- [DATASET EXTRACT]
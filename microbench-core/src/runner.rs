//! Runner - The Benchmark Execution Protocol
//!
//! One sequential protocol drives every benchmark:
//! setup → warmup → `count` timed runs → cleanup → `ResultSet`.
//!
//! [`Runner::run`] is the suspend-capable entry point and works for any
//! [`WorkItem`]. [`Runner::run_blocking`] exists only on `Runner<BlockingWork>`
//! and drives that same future to completion on the calling thread.
//!
//! Errors from setup, execute or cleanup are returned as-is and abort the
//! remaining steps. Cleanup is not run after a failure.

use crate::BenchError;
use crate::config::{BenchmarkConfig, DEFAULT_COUNT, RunnerDefaults, WARMUP_ITERATIONS};
use crate::measure::Timer;
use crate::progress::{ProgressLevel, ProgressSink, TracingSink};
use crate::work::{AsyncWork, BlockingWork, WorkItem};
use microbench_stats::ResultSet;
use std::sync::Arc;

/// A configured benchmark, ready to run.
pub struct Runner<W> {
    config: BenchmarkConfig,
    execute: W,
    setup: Option<W>,
    cleanup: Option<W>,
    sink: Arc<dyn ProgressSink>,
}

/// Collects the pieces of a [`Runner`]; validation happens in [`build`](Self::build).
pub struct RunnerBuilder<W> {
    name: String,
    execute: W,
    setup: Option<W>,
    cleanup: Option<W>,
    count: usize,
    warmup: bool,
    sink: Arc<dyn ProgressSink>,
}

impl Runner<BlockingWork> {
    /// Start building a runner whose work never suspends.
    pub fn blocking<F>(name: impl Into<String>, execute: F) -> RunnerBuilder<BlockingWork>
    where
        F: FnMut() -> anyhow::Result<()> + Send + 'static,
    {
        RunnerBuilder::new(name, BlockingWork::new(execute))
    }

    /// Run the protocol on the current thread and return the results.
    pub fn run_blocking(&mut self) -> anyhow::Result<ResultSet> {
        // Blocking work items are ready on first poll, so this never parks.
        futures::executor::block_on(self.run())
    }
}

impl Runner<AsyncWork> {
    /// Start building a runner whose work may suspend.
    pub fn suspending<F, Fut>(name: impl Into<String>, execute: F) -> RunnerBuilder<AsyncWork>
    where
        F: FnMut() -> Fut + Send + 'static,
        Fut: Future<Output = anyhow::Result<()>> + Send + 'static,
    {
        RunnerBuilder::new(name, AsyncWork::new(execute))
    }
}

impl<W: WorkItem> Runner<W> {
    /// Start building a runner around any [`WorkItem`] implementation.
    pub fn builder(name: impl Into<String>, execute: W) -> RunnerBuilder<W> {
        RunnerBuilder::new(name, execute)
    }

    /// Validated configuration
    pub fn config(&self) -> &BenchmarkConfig {
        &self.config
    }

    /// Benchmark name
    pub fn name(&self) -> &str {
        self.config.name()
    }

    /// Run setup, warmup, the timed loop and cleanup, in that order.
    ///
    /// Each step is awaited before the next begins; iterations never overlap.
    pub async fn run(&mut self) -> anyhow::Result<ResultSet> {
        let count = self.config.count();

        self.emit(
            ProgressLevel::Info,
            &format!(
                "Starting benchmark: {count} runs, warmup {}",
                if self.config.warmup() { "on" } else { "off" }
            ),
        );

        if self.setup.is_some() {
            self.emit(ProgressLevel::Fine, "Running setup");
        }
        if let Some(setup) = self.setup.as_mut() {
            setup.invoke().await?;
        }

        if self.config.warmup() {
            self.emit(
                ProgressLevel::Fine,
                &format!("Warming up ({WARMUP_ITERATIONS} runs)"),
            );
            for _ in 0..WARMUP_ITERATIONS {
                self.execute.invoke().await?;
            }
        }

        self.emit(ProgressLevel::Fine, "Running timed loop");
        let mut measurements = Vec::with_capacity(count);
        for i in 0..count {
            self.emit(ProgressLevel::Debug, &format!("Run {}/{count}", i + 1));

            let timer = Timer::start();
            self.execute.invoke().await?;
            measurements.push(timer.stop_micros());
        }

        if self.cleanup.is_some() {
            self.emit(ProgressLevel::Fine, "Running cleanup");
        }
        if let Some(cleanup) = self.cleanup.as_mut() {
            cleanup.invoke().await?;
        }

        let results = ResultSet::new(measurements)?;

        self.emit(ProgressLevel::Fine, "Done");
        self.emit(ProgressLevel::Info, &results.render());

        Ok(results)
    }

    fn emit(&self, level: ProgressLevel, message: &str) {
        self.sink.emit(level, self.config.name(), message);
    }
}

impl<W: WorkItem> RunnerBuilder<W> {
    fn new(name: impl Into<String>, execute: W) -> Self {
        Self {
            name: name.into(),
            execute,
            setup: None,
            cleanup: None,
            count: DEFAULT_COUNT,
            warmup: true,
            sink: Arc::new(TracingSink),
        }
    }

    /// Number of timed iterations (default 100, must be > 0)
    pub fn count(mut self, count: usize) -> Self {
        self.count = count;
        self
    }

    /// Whether to run the warmup iterations first (default `true`)
    pub fn warmup(mut self, warmup: bool) -> Self {
        self.warmup = warmup;
        self
    }

    /// Apply file-configured defaults. Later `count`/`warmup` calls still win.
    pub fn defaults(mut self, defaults: &RunnerDefaults) -> Self {
        self.count = defaults.count;
        self.warmup = defaults.warmup;
        self
    }

    /// Where progress notifications go (default [`TracingSink`])
    pub fn sink(mut self, sink: Arc<dyn ProgressSink>) -> Self {
        self.sink = sink;
        self
    }

    /// Untimed work run once before warmup
    pub fn setup_item(mut self, setup: W) -> Self {
        self.setup = Some(setup);
        self
    }

    /// Untimed work run once after the timed loop
    pub fn cleanup_item(mut self, cleanup: W) -> Self {
        self.cleanup = Some(cleanup);
        self
    }

    /// Validate the configuration and produce the runner.
    ///
    /// # Errors
    /// [`BenchError::InvalidConfiguration`] when `count` is zero. No work item
    /// has been invoked at that point.
    pub fn build(self) -> Result<Runner<W>, BenchError> {
        let config = BenchmarkConfig::new(self.name, self.count, self.warmup)?;
        Ok(Runner {
            config,
            execute: self.execute,
            setup: self.setup,
            cleanup: self.cleanup,
            sink: self.sink,
        })
    }
}

impl RunnerBuilder<BlockingWork> {
    /// Untimed closure run once before warmup
    pub fn setup<F>(self, f: F) -> Self
    where
        F: FnMut() -> anyhow::Result<()> + Send + 'static,
    {
        self.setup_item(BlockingWork::new(f))
    }

    /// Untimed closure run once after the timed loop
    pub fn cleanup<F>(self, f: F) -> Self
    where
        F: FnMut() -> anyhow::Result<()> + Send + 'static,
    {
        self.cleanup_item(BlockingWork::new(f))
    }
}

impl RunnerBuilder<AsyncWork> {
    /// Untimed async closure run once before warmup
    pub fn setup<F, Fut>(self, f: F) -> Self
    where
        F: FnMut() -> Fut + Send + 'static,
        Fut: Future<Output = anyhow::Result<()>> + Send + 'static,
    {
        self.setup_item(AsyncWork::new(f))
    }

    /// Untimed async closure run once after the timed loop
    pub fn cleanup<F, Fut>(self, f: F) -> Self
    where
        F: FnMut() -> Fut + Send + 'static,
        Fut: Future<Output = anyhow::Result<()>> + Send + 'static,
    {
        self.cleanup_item(AsyncWork::new(f))
    }
}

- [TASK ITEM]
The material above is to be reproduced exactly as written.

- [SOLVED EXERCISE]
filename microbench-core/src/runner.rs
//! Runner - The Benchmark Execution Protocol
//!
//! One sequential protocol drives every benchmark:
//! setup → warmup → `count` timed runs → cleanup → `ResultSet`.
//!
//! [`Runner::run`] is the suspend-capable entry point and works for any
//! [`WorkItem`]. [`Runner::run_blocking`] exists only on `Runner<BlockingWork>`
//! and drives that same future to completion on the calling thread.
//!
//! Errors from setup, execute or cleanup are returned as-is and abort the
//! remaining steps. Cleanup is not run after a failure.

use crate::BenchError;
use crate::config::{BenchmarkConfig, DEFAULT_COUNT, RunnerDefaults, WARMUP_ITERATIONS};
use crate::measure::Timer;
use crate::progress::{ProgressLevel, ProgressSink, TracingSink};
use crate::work::{AsyncWork, BlockingWork, WorkItem};
use microbench_stats::ResultSet;
use std::sync::Arc;

/// A configured benchmark, ready to run.
pub struct Runner<W> {
    config: BenchmarkConfig,
    execute: W,
    setup: Option<W>,
    cleanup: Option<W>,
    sink: Arc<dyn ProgressSink>,
}

/// Collects the pieces of a [`Runner`]; validation happens in [`build`](Self::build).
pub struct RunnerBuilder<W> {
    name: String,
    execute: W,
    setup: Option<W>,
    cleanup: Option<W>,
    count: usize,
    warmup: bool,
    sink: Arc<dyn ProgressSink>,
}

impl Runner<BlockingWork> {
    /// Start building a runner whose work never suspends.
    pub fn blocking<F>(name: impl Into<String>, execute: F) -> RunnerBuilder<BlockingWork>
    where
        F: FnMut() -> anyhow::Result<()> + Send + 'static,
    {
        RunnerBuilder::new(name, BlockingWork::new(execute))
    }

    /// Run the protocol on the current thread and return the results.
    pub fn run_blocking(&mut self) -> anyhow::Result<ResultSet> {
        // Blocking work items are ready on first poll, so this never parks.
        futures::executor::block_on(self.run())
    }
}

impl Runner<AsyncWork> {
    /// Start building a runner whose work may suspend.
    pub fn suspending<F, Fut>(name: impl Into<String>, execute: F) -> RunnerBuilder<AsyncWork>
    where
        F: FnMut() -> Fut + Send + 'static,
        Fut: Future<Output = anyhow::Result<()>> + Send + 'static,
    {
        RunnerBuilder::new(name, AsyncWork::new(execute))
    }
}

impl<W: WorkItem> Runner<W> {
    /// Start building a runner around any [`WorkItem`] implementation.
    pub fn builder(name: impl Into<String>, execute: W) -> RunnerBuilder<W> {
        RunnerBuilder::new(name, execute)
    }

    /// Validated configuration
    pub fn config(&self) -> &BenchmarkConfig {
        &self.config
    }

    /// Benchmark name
    pub fn name(&self) -> &str {
        self.config.name()
    }

    /// Run setup, warmup, the timed loop and cleanup, in that order.
    ///
    /// Each step is awaited before the next begins; iterations never overlap.
    pub async fn run(&mut self) -> anyhow::Result<ResultSet> {
        let count = self.config.count();

        self.emit(
            ProgressLevel::Info,
            &format!(
                "Starting benchmark: {count} runs, warmup {}",
                if self.config.warmup() { "on" } else { "off" }
            ),
        );

        if self.setup.is_some() {
            self.emit(ProgressLevel::Fine, "Running setup");
        }
        if let Some(setup) = self.setup.as_mut() {
            setup.invoke().await?;
        }

        if self.config.warmup() {
            self.emit(
                ProgressLevel::Fine,
                &format!("Warming up ({WARMUP_ITERATIONS} runs)"),
            );
            for _ in 0..WARMUP_ITERATIONS {
                self.execute.invoke().await?;
            }
        }

        self.emit(ProgressLevel::Fine, "Running timed loop");
        let mut measurements = Vec::with_capacity(count);
        for i in 0..count {
            self.emit(ProgressLevel::Debug, &format!("Run {}/{count}", i + 1));

            let timer = Timer::start();
            self.execute.invoke().await?;
            measurements.push(timer.stop_micros());
        }

        if self.cleanup.is_some() {
            self.emit(ProgressLevel::Fine, "Running cleanup");
        }
        if let Some(cleanup) = self.cleanup.as_mut() {
            cleanup.invoke().await?;
        }

        let results = ResultSet::new(measurements)?;

        self.emit(ProgressLevel::Fine, "Done");
        self.emit(ProgressLevel::Info, &results.render());

        Ok(results)
    }

    fn emit(&self, level: ProgressLevel, message: &str) {
        self.sink.emit(level, self.config.name(), message);
    }
}

impl<W: WorkItem> RunnerBuilder<W> {
    fn new(name: impl Into<String>, execute: W) -> Self {
        Self {
            name: name.into(),
            execute,
            setup: None,
            cleanup: None,
            count: DEFAULT_COUNT,
            warmup: true,
            sink: Arc::new(TracingSink),
        }
    }

    /// Number of timed iterations (default 100, must be > 0)
    pub fn count(mut self, count: usize) -> Self {
        self.count = count;
        self
    }

    /// Whether to run the warmup iterations first (default `true`)
    pub fn warmup(mut self, warmup: bool) -> Self {
        self.warmup = warmup;
        self
    }

    /// Apply file-configured defaults. Later `count`/`warmup` calls still win.
    pub fn defaults(mut self, defaults: &RunnerDefaults) -> Self {
        self.count = defaults.count;
        self.warmup = defaults.warmup;
        self
    }

    /// Where progress notifications go (default [`TracingSink`])
    pub fn sink(mut self, sink: Arc<dyn ProgressSink>) -> Self {
        self.sink = sink;
        self
    }

    /// Untimed work run once before warmup
    pub fn setup_item(mut self, setup: W) -> Self {
        self.setup = Some(setup);
        self
    }

    /// Untimed work run once after the timed loop
    pub fn cleanup_item(mut self, cleanup: W) -> Self {
        self.cleanup = Some(cleanup);
        self
    }

    /// Validate the configuration and produce the runner.
    ///
    /// # Errors
    /// [`BenchError::InvalidConfiguration`] when `count` is zero. No work item
    /// has been invoked at that point.
    pub fn build(self) -> Result<Runner<W>, BenchError> {
        let config = BenchmarkConfig::new(self.name, self.count, self.warmup)?;
        Ok(Runner {
            config,
            execute: self.execute,
            setup: self.setup,
            cleanup: self.cleanup,
            sink: self.sink,
        })
    }
}

impl RunnerBuilder<BlockingWork> {
    /// Untimed closure run once before warmup
    pub fn setup<F>(self, f: F) -> Self
    where
        F: FnMut() -> anyhow::Result<()> + Send + 'static,
    {
        self.setup_item(BlockingWork::new(f))
    }

    /// Untimed closure run once after the timed loop
    pub fn cleanup<F>(self, f: F) -> Self
    where
        F: FnMut() -> anyhow::Result<()> + Send + 'static,
    {
        self.cleanup_item(BlockingWork::new(f))
    }
}

impl RunnerBuilder<AsyncWork> {
    /// Untimed async closure run once before warmup
    pub fn setup<F, Fut>(self, f: F) -> Self
    where
        F: FnMut() -> Fut + Send + 'static,
        Fut: Future<Output = anyhow::Result<()>> + Send + 'static,
    {
        self.setup_item(AsyncWork::new(f))
    }

    /// Untimed async closure run once after the timed loop
    pub fn cleanup<F, Fut>(self, f: F) -> Self
    where
        F: FnMut() -> Fut + Send + 'static,
        Fut: Future<Output = anyhow::Result<()>> + Send + 'static,
    {
        self.cleanup_item(AsyncWork::new(f))
    }
}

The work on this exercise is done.